A high-severity vulnerability has been identified in multiple products from the vendor Improper, specifically noted in gavias Kipso. This flaw, a Local File Inclusion, allows an unauthenticated remote attacker to trick the application into accessing and potentially executing arbitrary files on the server. Successful exploitation could lead to sensitive data exposure, information theft, and a complete compromise of the affected system.

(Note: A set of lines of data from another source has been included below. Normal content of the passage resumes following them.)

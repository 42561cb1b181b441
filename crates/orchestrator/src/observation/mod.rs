#![forbid(unsafe_code)]

mod admission;
mod event;
mod queue;
mod router;
mod source;

pub use admission::{ApproveAll, PathApproval, PrefixApproval};
pub use event::{EntryKind, FileEvent, FileEventKind};
pub use queue::{BoundedEventQueue, DEFAULT_CAPACITY, MAX_CAPACITY, MIN_CAPACITY};
pub use router::{EventRouter, RouterSettings, ScanGate};
pub use source::{EventSink, EventSource, NotifySource};
#![forbid(unsafe_code)]

use crate::clock::{Clock, SystemClock};
use crate::error::{BoxError, Error};
use crate::governor::{CpulimitLimiter, ProcessLimiter, ProcessProbe, ProcfsProbe, TargetProcess};
use crate::observation::ScanGate;
use crate::schedule::LimitPolicy;
use chrono::NaiveDateTime;
use std::fmt;
use std::sync::atomic::{AtomicBool, Ordering};
use std::sync::{Mutex, MutexGuard};
use tracing::{info, trace, warn};

/// Limit requested while the governor is deactivated. The external cap is
/// removed entirely.
pub const UNLIMITED: u32 = 100;

pub const DEFAULT_MIN_LIMIT: u32 = 20;

/// The last (pid, limit) pair pushed to the limiter. `limit` holds the
/// requested value, before the floor is applied.
#[derive(Debug, Clone, Copy, PartialEq, Eq)]
pub struct LastAppliedLimit {
    pub pid: Option<u32>,
    pub limit: Option<u32>,
    pub applied_at: NaiveDateTime,
}

#[derive(Debug, Clone, Copy, PartialEq, Eq)]
pub struct LimitChange {
    pub pid: u32,
    pub old: Option<u32>,
    pub new: u32,
}

pub type LimitListener = dyn Fn(&LimitChange) -> Result<(), BoxError> + Send + Sync;

/// Applies a [`LimitPolicy`] to a live process.
///
/// Every operation runs under one lock, so the scheduled updater and ad-hoc
/// callers never interleave. Listeners run while that lock is held and must
/// not call back into the controller.
pub struct ProcessLimitController {
    target: TargetProcess,
    policy: LimitPolicy,
    limiter: Box<dyn ProcessLimiter>,
    probe: Box<dyn ProcessProbe>,
    clock: Box<dyn Clock>,
    min_limit: u32,
    mocking: AtomicBool,
    state: Mutex<LastAppliedLimit>,
    listeners: Mutex<Vec<Box<LimitListener>>>,
}

impl ProcessLimitController {
    pub fn new(target: TargetProcess, policy: LimitPolicy, limiter: Box<dyn ProcessLimiter>) -> Self {
        let clock: Box<dyn Clock> = Box::new(SystemClock);
        let state = LastAppliedLimit {
            pid: None,
            limit: None,
            applied_at: clock.now(),
        };
        Self {
            target,
            policy,
            limiter,
            probe: Box::new(ProcfsProbe),
            clock,
            min_limit: DEFAULT_MIN_LIMIT,
            mocking: AtomicBool::new(false),
            state: Mutex::new(state),
            listeners: Mutex::new(Vec::new()),
        }
    }

    /// Controller for the governor section of the config, or `None` when the
    /// governor is disabled or has no target.
    pub fn from_config(config: &config::Governor) -> Result<Option<Self>, Error> {
        if !config.enabled {
            return Ok(None);
        }
        let Some(target) = TargetProcess::from_config(config) else {
            warn!("governor enabled without pid or pid_file");
            return Ok(None);
        };
        let policy = LimitPolicy::from_config(config)?;
        let controller = Self::new(target, policy, Box::new(CpulimitLimiter::from_config(config)))
            .with_min_limit(config.min_limit)
            .with_mocking(config.mocking);
        Ok(Some(controller))
    }

    pub fn with_probe(mut self, probe: Box<dyn ProcessProbe>) -> Self {
        self.probe = probe;
        self
    }

    pub fn with_clock(mut self, clock: Box<dyn Clock>) -> Self {
        self.state.get_mut().unwrap_or_else(|p| p.into_inner()).applied_at = clock.now();
        self.clock = clock;
        self
    }

    pub fn with_min_limit(mut self, min_limit: u32) -> Self {
        self.min_limit = min_limit;
        self
    }

    pub fn with_mocking(self, mocking: bool) -> Self {
        self.set_mocking(mocking);
        self
    }

    /// Register a listener for limit changes. Listener errors are logged and
    /// dropped.
    pub fn add_listener<F>(&self, listener: F)
    where
        F: Fn(&LimitChange) -> Result<(), BoxError> + Send + Sync + 'static,
    {
        self.lock_listeners().push(Box::new(listener));
    }

    /// While mocking, the limiter is never called but state and listeners
    /// behave as usual.
    pub fn set_mocking(&self, mocking: bool) {
        self.mocking.store(mocking, Ordering::SeqCst);
    }

    pub fn is_mocking(&self) -> bool {
        self.mocking.load(Ordering::SeqCst)
    }

    pub fn min_limit(&self) -> u32 {
        self.min_limit
    }

    pub fn policy(&self) -> &LimitPolicy {
        &self.policy
    }

    /// Apply `percent` to the target process.
    ///
    /// Returns `false` without side effects when no live target exists or
    /// the same (pid, limit) pair was applied last. The limiter receives at
    /// least [`min_limit`](Self::min_limit), while the requested value is
    /// what gets remembered. State is updated before the limiter runs and is
    /// kept even if the limiter fails.
    pub fn apply_limit(&self, percent: u32) -> Result<bool, Error> {
        let mut state = self.lock_state();

        let Some(pid) = self.target.resolve(self.probe.as_ref()) else {
            trace!(percent, "no target process, limit not applied");
            return Ok(false);
        };

        if state.pid == Some(pid) && state.limit == Some(percent) {
            trace!(pid, percent, "limit unchanged");
            return Ok(false);
        }

        let old = state.limit;
        *state = LastAppliedLimit {
            pid: Some(pid),
            limit: Some(percent),
            applied_at: self.clock.now(),
        };

        let effective = percent.max(self.min_limit);
        let mocking = self.is_mocking();
        if !mocking {
            self.limiter.set_limit(pid, effective)?;
        }
        info!(pid, ?old, requested = percent, effective, mocking, "cpu limit changed");

        self.notify(&LimitChange {
            pid,
            old,
            new: percent,
        });
        Ok(true)
    }

    /// Evaluate the policy for the current time and apply it.
    pub fn apply_current_policy_limit(&self) -> Result<bool, Error> {
        let percent = self.policy.compute_limit(self.clock.now())?;
        self.apply_limit(percent)
    }

    /// Lift the external cap and forget the target. No-op without a live
    /// target.
    pub fn deactivate(&self) -> Result<(), Error> {
        let mut state = self.lock_state();

        let Some(pid) = self.target.resolve(self.probe.as_ref()) else {
            trace!("no target process, nothing to deactivate");
            return Ok(());
        };

        let old = state.limit;
        *state = LastAppliedLimit {
            pid: None,
            limit: Some(UNLIMITED),
            applied_at: self.clock.now(),
        };

        let mocking = self.is_mocking();
        if !mocking {
            self.limiter.clear_limit(pid)?;
        }
        info!(pid, ?old, mocking, "cpu limit deactivated");

        self.notify(&LimitChange {
            pid,
            old,
            new: UNLIMITED,
        });
        Ok(())
    }

    /// The remembered requested limit; `None` until something was applied.
    pub fn last_seen_limit(&self) -> Option<u32> {
        self.lock_state().limit
    }

    pub fn last_applied(&self) -> LastAppliedLimit {
        *self.lock_state()
    }

    /// Whether the remembered limit is below the floor, meaning new scans
    /// should not be submitted.
    pub fn is_scan_paused(&self) -> bool {
        self.last_seen_limit()
            .is_some_and(|limit| limit < self.min_limit)
    }

    fn notify(&self, change: &LimitChange) {
        for listener in self.lock_listeners().iter() {
            if let Err(err) = listener(change) {
                warn!(pid = change.pid, %err, "limit listener failed");
            }
        }
    }

    fn lock_state(&self) -> MutexGuard<'_, LastAppliedLimit> {
        match self.state.lock() {
            Ok(guard) => guard,
            Err(poisoned) => poisoned.into_inner(),
        }
    }

    fn lock_listeners(&self) -> MutexGuard<'_, Vec<Box<LimitListener>>> {
        match self.listeners.lock() {
            Ok(guard) => guard,
            Err(poisoned) => poisoned.into_inner(),
        }
    }
}

impl ScanGate for ProcessLimitController {
    fn is_open(&self) -> bool {
        !self.is_scan_paused()
    }
}

impl fmt::Debug for ProcessLimitController {
    fn fmt(&self, f: &mut fmt::Formatter<'_>) -> fmt::Result {
        f.debug_struct("ProcessLimitController")
            .field("target", &self.target)
            .field("policy", &self.policy)
            .field("min_limit", &self.min_limit)
            .field("mocking", &self.is_mocking())
            .field("state", &self.last_applied())
            .finish()
    }
}
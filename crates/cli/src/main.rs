use clamguard::{
    cli::Cli,
    daemon::Daemon,
    signals::{SignalEvent, wait_for_signal},
};
use clap::Parser;
use config::Config;
use flume::bounded;
use tokio_util::sync::CancellationToken;
use tracing::{debug, error, info, trace};
use tracing_subscriber::{EnvFilter, layer::SubscriberExt, util::SubscriberInitExt};

#[cfg(feature = "jemalloc")]
#[global_allocator]
static GLOBAL: tikv_jemallocator::Jemalloc = tikv_jemallocator::Jemalloc;

#[tokio::main]
async fn main() -> anyhow::Result<()> {
    let cli = Cli::parse();

    // NOTE: The verbosity flag takes precedence over the environment variable
    // for log control. `CLAMGUARD_LOG` can still set levels per crate, e.g.
    // `CLAMGUARD_LOG=orchestrator=trace clamguard -v`.
    let env_filter = EnvFilter::builder()
        .with_default_directive("notify=warn".parse()?)
        .with_env_var("CLAMGUARD_LOG")
        .from_env()?
        .add_directive(cli.verbosity.log_level_filter().as_str().parse()?);

    let layer = tracing_subscriber::fmt::layer()
        .with_level(true)
        .with_file(false)
        .with_line_number(false);

    tracing_subscriber::registry()
        .with(layer)
        .with(env_filter)
        .init();

    // load config
    let mut config = match &cli.conffile {
        Some(path) => Config::load(path)?,
        _ => {
            let mut candidates = glob::glob("/etc/clamguard/config.d/*.toml")?
                .filter_map(Result::ok)
                .collect::<Vec<_>>();
            candidates.insert(0, "/etc/clamguard/config.toml".into());
            trace!(?candidates, "config file candidates");
            Config::load_multiple(candidates)?
        }
    };
    cli.apply_overrides(&mut config);
    debug!(?config, ?cli);

    let daemon = Daemon::from_config(&config)?;

    // install signal handlers before anything is running
    let (signals_tx, signals_rx) = bounded(8);
    let cancel = CancellationToken::new();
    let mut signal_handle = tokio::spawn(wait_for_signal(signals_tx, cancel.clone()));

    if let Err(err) = daemon.start() {
        error!(%err, "failed to start");
        daemon.shutdown();
        return Err(err.into());
    }

    let outcome = loop {
        tokio::select! {
            // bubble up any errors from the signal handlers
            res = &mut signal_handle => {
                let res = res.map_err(anyhow::Error::from).and_then(|res| Ok(res?));
                if let Err(err) = &res {
                    error!("error happened during handling signals: {}", err);
                }
                break res;
            }

            // handle the signal events
            event_res = signals_rx.recv_async() => {
                let event = match event_res {
                    Ok(event) => event,
                    Err(err) => break Err(err.into()),
                };
                debug!(?event, "Received signal event");

                match event {
                    SignalEvent::DumpStatus => daemon.dump_status(),
                    SignalEvent::ReapplyPolicy => daemon.reapply_policy(),
                    SignalEvent::Shutdown => {
                        info!("shutting down");
                        break Ok(());
                    }
                }
            }
        }
    };

    cancel.cancel();
    tokio::task::block_in_place(|| daemon.shutdown());
    outcome
}
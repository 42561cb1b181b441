#![forbid(unsafe_code)]

use crate::error::Error;
use nix::errno::Errno;
use nix::sys::signal::{Signal, kill};
use nix::unistd::Pid;
use rustc_hash::FxHashMap;
use std::ffi::OsString;
use std::path::PathBuf;
use std::process::{Child, Command, Stdio};
use std::sync::Mutex;
use tracing::{debug, info, warn};

pub trait ProcessLimiter: Send + Sync {
    /// Cap the CPU usage of `pid` at `percent`, replacing any previous cap.
    fn set_limit(&self, pid: u32, percent: u32) -> Result<(), Error>;
    /// Remove the cap on `pid`, if any.
    fn clear_limit(&self, pid: u32) -> Result<(), Error>;
}

/// Throttles processes by running one `cpulimit` child per target.
#[derive(Debug)]
pub struct CpulimitLimiter {
    program: PathBuf,
    args: Vec<OsString>,
    children: Mutex<FxHashMap<u32, Child>>,
}

impl CpulimitLimiter {
    pub fn new(program: impl Into<PathBuf>) -> Self {
        Self {
            program: program.into(),
            args: Vec::new(),
            children: Mutex::new(FxHashMap::default()),
        }
    }

    /// Extra arguments placed before `--pid`/`--limit`.
    pub fn with_args<I, S>(mut self, args: I) -> Self
    where
        I: IntoIterator<Item = S>,
        S: Into<OsString>,
    {
        self.args = args.into_iter().map(Into::into).collect();
        self
    }

    pub fn from_config(config: &config::Governor) -> Self {
        Self::new(config.limiter.clone()).with_args(config.limiter_args.iter())
    }

    /// Number of throttling children currently running.
    pub fn active(&self) -> usize {
        self.lock().len()
    }

    fn lock(&self) -> std::sync::MutexGuard<'_, FxHashMap<u32, Child>> {
        match self.children.lock() {
            Ok(guard) => guard,
            Err(poisoned) => poisoned.into_inner(),
        }
    }

    /// Stop a throttling child. SIGTERM (rather than SIGKILL) gives cpulimit
    /// the chance to resume a target it left stopped.
    fn terminate(mut child: Child) -> std::io::Result<()> {
        let Ok(raw) = i32::try_from(child.id()) else {
            child.kill()?;
            child.wait()?;
            return Ok(());
        };
        match kill(Pid::from_raw(raw), Signal::SIGTERM) {
            Ok(()) | Err(Errno::ESRCH) => {}
            Err(err) => return Err(err.into()),
        }
        child.wait()?;
        Ok(())
    }
}

impl ProcessLimiter for CpulimitLimiter {
    fn set_limit(&self, pid: u32, percent: u32) -> Result<(), Error> {
        let set_err = |reason: String| Error::SetLimit {
            pid,
            percent,
            reason,
        };

        let mut children = self.lock();
        if let Some(previous) = children.remove(&pid) {
            Self::terminate(previous).map_err(|err| set_err(err.to_string()))?;
        }

        let mut child = Command::new(&self.program)
            .args(&self.args)
            .arg(format!("--pid={pid}"))
            .arg(format!("--limit={percent}"))
            .arg("--lazy")
            .stdin(Stdio::null())
            .stdout(Stdio::null())
            .stderr(Stdio::null())
            .spawn()
            .map_err(|err| set_err(format!("cannot run {}: {err}", self.program.display())))?;

        match child.try_wait() {
            Ok(None) => {
                debug!(pid, percent, limiter_pid = child.id(), "limiter started");
                children.insert(pid, child);
                Ok(())
            }
            Ok(Some(status)) if status.success() => {
                info!(pid, percent, "limiter exited right away");
                Ok(())
            }
            Ok(Some(status)) => Err(set_err(format!(
                "{} exited with {status}",
                self.program.display()
            ))),
            Err(err) => Err(set_err(err.to_string())),
        }
    }

    fn clear_limit(&self, pid: u32) -> Result<(), Error> {
        let Some(child) = self.lock().remove(&pid) else {
            debug!(pid, "no limiter running");
            return Ok(());
        };
        Self::terminate(child).map_err(|err| Error::ClearLimit {
            pid,
            reason: err.to_string(),
        })
    }
}

impl Drop for CpulimitLimiter {
    fn drop(&mut self) {
        let children = std::mem::take(&mut *self.lock());
        for (pid, child) in children {
            if let Err(err) = Self::terminate(child) {
                warn!(pid, %err, "failed to stop limiter");
            }
        }
    }
}
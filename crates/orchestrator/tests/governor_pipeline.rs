#![forbid(unsafe_code)]

use chrono::NaiveDate;
use orchestrator::error::Error;
use orchestrator::governor::{
    LimitChange, ProcessLimitController, ProcessLimiter, ScheduledLimitUpdater, TargetProcess,
    MIN_UPDATE_PERIOD,
};
use orchestrator::schedule::{LimitPolicy, TimeProfile};
use orchestrator::{BoxError, FixedClock, ScanGate};
use std::process::{Child, Command};
use std::sync::{Arc, Mutex};
use std::time::{Duration, Instant};
use tempfile::tempdir;

const WORKDAY: &str = "00:00-05:59@100%,06:00-08:59@50%,09:00-17:59@0%,18:00-21:59@50%,22:00-23:59@100%";

#[derive(Debug, Clone, PartialEq, Eq)]
enum Call {
    Set(u32, u32),
    Clear(u32),
}

#[derive(Debug, Clone, Default)]
struct SpyLimiter {
    calls: Arc<Mutex<Vec<Call>>>,
}

impl SpyLimiter {
    fn calls(&self) -> Vec<Call> {
        self.calls.lock().unwrap().clone()
    }
}

impl ProcessLimiter for SpyLimiter {
    fn set_limit(&self, pid: u32, percent: u32) -> Result<(), Error> {
        self.calls.lock().unwrap().push(Call::Set(pid, percent));
        Ok(())
    }

    fn clear_limit(&self, pid: u32) -> Result<(), Error> {
        self.calls.lock().unwrap().push(Call::Clear(pid));
        Ok(())
    }
}

struct Sleeper(Child);

impl Sleeper {
    fn spawn() -> Self {
        Self(Command::new("sleep").arg("30").spawn().unwrap())
    }

    fn pid(&self) -> u32 {
        self.0.id()
    }
}

impl Drop for Sleeper {
    fn drop(&mut self) {
        let _ = self.0.kill();
        let _ = self.0.wait();
    }
}

fn at(hour: u32, minute: u32) -> FixedClock {
    FixedClock(
        NaiveDate::from_ymd_opt(2024, 1, 3)
            .unwrap()
            .and_hms_opt(hour, minute, 0)
            .unwrap(),
    )
}

#[test]
fn pid_file_target_follows_the_process() {
    let dir = tempdir().unwrap();
    let pid_file = dir.path().join("clamd.pid");
    let first = Sleeper::spawn();
    std::fs::write(&pid_file, format!("{}\n", first.pid())).unwrap();

    let limiter = SpyLimiter::default();
    let policy = LimitPolicy::daily(TimeProfile::parse("workday", WORKDAY).unwrap());
    let controller = ProcessLimitController::new(
        TargetProcess::PidFile(pid_file.clone()),
        policy,
        Box::new(limiter.clone()),
    )
    .with_clock(Box::new(at(7, 30)));

    let changes = Arc::new(Mutex::new(Vec::<LimitChange>::new()));
    {
        let changes = changes.clone();
        controller.add_listener(move |change: &LimitChange| -> Result<(), BoxError> {
            changes.lock().unwrap().push(*change);
            Ok(())
        });
    }

    assert!(controller.apply_current_policy_limit().unwrap());
    assert!(!controller.apply_current_policy_limit().unwrap());

    // clamd restarted under a new pid.
    let second = Sleeper::spawn();
    std::fs::write(&pid_file, format!("{}\n", second.pid())).unwrap();
    assert!(controller.apply_current_policy_limit().unwrap());

    controller.deactivate().unwrap();
    assert_eq!(controller.last_seen_limit(), Some(100));

    assert_eq!(
        limiter.calls(),
        [
            Call::Set(first.pid(), 50),
            Call::Set(second.pid(), 50),
            Call::Clear(second.pid()),
        ]
    );
    let changes = changes.lock().unwrap();
    assert_eq!(changes.len(), 3);
    assert_eq!(changes[1].old, Some(50));
    assert_eq!(changes[2].new, 100);
}

#[test]
fn dead_target_is_left_alone() {
    let dir = tempdir().unwrap();
    let pid_file = dir.path().join("clamd.pid");
    let pid = {
        let mut child = Command::new("true").spawn().unwrap();
        child.wait().unwrap();
        child.id()
    };
    std::fs::write(&pid_file, pid.to_string()).unwrap();

    let limiter = SpyLimiter::default();
    let controller = ProcessLimitController::new(
        TargetProcess::PidFile(pid_file),
        LimitPolicy::custom(|_| Ok(40)),
        Box::new(limiter.clone()),
    );

    assert!(!controller.apply_current_policy_limit().unwrap());
    controller.deactivate().unwrap();
    assert!(limiter.calls().is_empty());
    assert_eq!(controller.last_seen_limit(), None);
}

#[test]
fn office_hours_pause_scanning_and_floor_the_limiter() {
    let target = Sleeper::spawn();
    let limiter = SpyLimiter::default();
    let policy = LimitPolicy::daily(TimeProfile::parse("workday", WORKDAY).unwrap());
    let controller = ProcessLimitController::new(
        TargetProcess::Static(target.pid()),
        policy,
        Box::new(limiter.clone()),
    )
    .with_clock(Box::new(at(12, 35)))
    .with_min_limit(20);

    assert!(controller.is_open());
    assert!(controller.apply_current_policy_limit().unwrap());
    assert_eq!(controller.last_seen_limit(), Some(0));
    assert!(controller.is_scan_paused());
    assert!(!controller.is_open());
    assert_eq!(limiter.calls(), [Call::Set(target.pid(), 20)]);
}

#[test]
fn updater_drives_the_controller() {
    let target = Sleeper::spawn();
    let limiter = SpyLimiter::default();
    let controller = Arc::new(
        ProcessLimitController::new(
            TargetProcess::supplier({
                let pid = target.pid();
                move || Some(pid)
            }),
            LimitPolicy::custom(|_| Ok(75)),
            Box::new(limiter.clone()),
        )
        .with_mocking(true),
    );
    let updater = ScheduledLimitUpdater::new(controller.clone(), MIN_UPDATE_PERIOD).unwrap();
    updater.start().unwrap();

    let deadline = Instant::now() + Duration::from_secs(5);
    while controller.last_seen_limit().is_none() && Instant::now() < deadline {
        std::thread::sleep(Duration::from_millis(10));
    }
    updater.close();

    assert_eq!(controller.last_seen_limit(), Some(75));
    // Mocking keeps the real limiter out of it.
    assert!(limiter.calls().is_empty());
}

#[test]
fn controller_from_config() {
    let dir = tempdir().unwrap();
    let config = config::Config::load_multiple([dir.path().join("absent.toml")]).unwrap();
    let controller = ProcessLimitController::from_config(&config.governor)
        .unwrap()
        .unwrap();
    assert_eq!(controller.min_limit(), 20);
    assert!(!controller.is_mocking());

    let disabled = config::Governor {
        enabled: false,
        ..config::Governor::default()
    };
    assert!(ProcessLimitController::from_config(&disabled).unwrap().is_none());
}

The vulnerability exists due to an improper control of filenames used in PHP's include or require statements. An attacker can exploit this by crafting a malicious request that manipulates a URL parameter to specify a path to a file on the server's local file system. Because the application fails to properly sanitize this user-supplied input, it includes the specified file for processing. This allows an attacker to read the source code of any file the web server process has access to, including sensitive configuration files containing credentials. In certain configurations, if an attacker can also upload a file or poison a log file with PHP code, this vulnerability can be escalated to achieve Remote Code Execution (RCE).

This vulnerability is rated as High severity with a CVSS score of 8.1. Exploitation could have a significant negative impact on the business. An attacker could leverage this flaw to steal sensitive information, such as customer data, intellectual property, or authentication credentials, leading to major data breaches and regulatory fines. If escalated to remote code execution, an attacker could gain full control of the server, enabling them to install malware, pivot to other internal systems, or disrupt critical business operations, resulting in financial loss and severe reputational damage.

Immediate Action: The primary and most effective remediation is to apply the security updates provided by the vendor immediately across all affected assets. After patching, it is critical to monitor for any signs of exploitation attempts by reviewing web server and application access logs for indicators of compromise that may have occurred prior to remediation.

Proactive Monitoring: Security teams should actively monitor web server logs for requests containing directory traversal patterns (e.g., ../, ..%2F) or PHP filter wrappers (e.g., php://filter) in URL parameters. Implement alerts for unusual file access patterns or outbound network connections originating from web servers. System monitoring should also be configured to detect the creation of unexpected files or processes running under the web server's user context.

Compensating Controls: If immediate patching is not feasible, the following compensating controls can help mitigate risk:

• Deploy a Web Application Firewall (WAF) with rules specifically designed to detect and block LFI and directory traversal attack patterns.
• Harden the PHP configuration by ensuring allow_url_include is disabled and restricting the paths PHP can access with the open_basedir directive.
• Apply the principle of least privilege by ensuring the web server process runs with minimal permissions necessary and cannot read sensitive files outside of the web root directory.

Public Exploit Available: false

Given the high CVSS score of 8.1 and the potential for complete system compromise, this vulnerability presents a significant risk to the organization. Although this vulnerability is not currently listed on CISA's Known Exploited Vulnerabilities (KEV) catalog, its severity warrants immediate attention and remediation. We strongly recommend that all system owners prioritize the deployment of vendor-supplied patches to all affected systems. Where patching cannot be immediately performed, the compensating controls outlined above should be implemented as a matter of urgency to reduce the attack surface.